- **REQUIREMENT**:
Pull out every line with the word "before" from the entries below.

- **DATA**:
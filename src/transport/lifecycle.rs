//! Connection lifecycle state machine.
//!
//! [`Lifecycle`] owns the transport and drives it through the handshake,
//! subscriptions, keep-alive probing and bounded reconnection.
//!
//! # States
//!
//! ```text
//! Disconnected ──► Connecting ──► AwaitingHandshakeAck ──► Subscribing ──► Ready
//!                                                                          │
//!             ┌────────────── transport failure / unanswered probe ◄───────┘
//!             ▼
//!  Reconnecting { attempt, delay } ──► Ready          (attempt counter reset)
//!             │
//!             └── attempt > cap ──► GivingUp           (terminal)
//! ```
//!
//! A stop signal observed at any point of connecting, backing off or waiting
//! for an acknowledgment closes the transport and leaves the lifecycle in
//! `Disconnected`. Opening the transport is bounded by `open_timeout`.
//!
//! # Liveness
//!
//! [`Lifecycle::receive_next`] waits at most the configured receive wait.
//! When nothing has arrived for the inactivity window it sends `PINGREQ` and
//! requires `PINGRESP` within the probe deadline. Frames arriving while the
//! lifecycle waits for a specific acknowledgment are buffered and delivered
//! in arrival order by later `receive_next` calls, including after a
//! reconnect; [`Lifecycle::take_buffered`] drains them early. A `PINGREQ`
//! from the peer is answered as soon as it is read.

// ============================================================================
// Imports
// ============================================================================

use std::collections::VecDeque;
use std::fmt;
use std::time::Duration;

use tokio::time::{Instant, sleep, timeout};
use tokio_util::sync::CancellationToken;
use tracing::{debug, error, info, trace, warn};

use crate::config::FeedConfig;
use crate::error::{Error, Result};
use crate::protocol::{Frame, decode_frame};

use super::backoff::ReconnectPolicy;
use super::credential::TokenSource;
use super::socket::{Connector, Transport};

// ============================================================================
// ConnectionState
// ============================================================================

/// Lifecycle state.
#[derive(Debug, Clone, Copy, PartialEq, Eq)]
pub enum ConnectionState {
    /// No transport.
    Disconnected,
    /// Transport being opened.
    Connecting,
    /// CONNECT sent, waiting for CONNACK.
    AwaitingHandshakeAck,
    /// Issuing subscriptions.
    Subscribing,
    /// Receiving broadcasts.
    Ready,
    /// Waiting `delay` before reconnect attempt `attempt`.
    Reconnecting {
        /// 1-based attempt number.
        attempt: u32,
        /// Wait before this attempt.
        delay: Duration,
    },
    /// Attempt cap reached. Terminal.
    GivingUp,
}

impl ConnectionState {
    /// `true` for `GivingUp`.
    #[inline]
    #[must_use]
    pub const fn is_terminal(&self) -> bool {
        matches!(self, Self::GivingUp)
    }
}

- **RESPONSE TO THE EXERCISE**:
    /// Waiting `delay` before reconnect attempt `attempt`.
        /// Wait before this attempt.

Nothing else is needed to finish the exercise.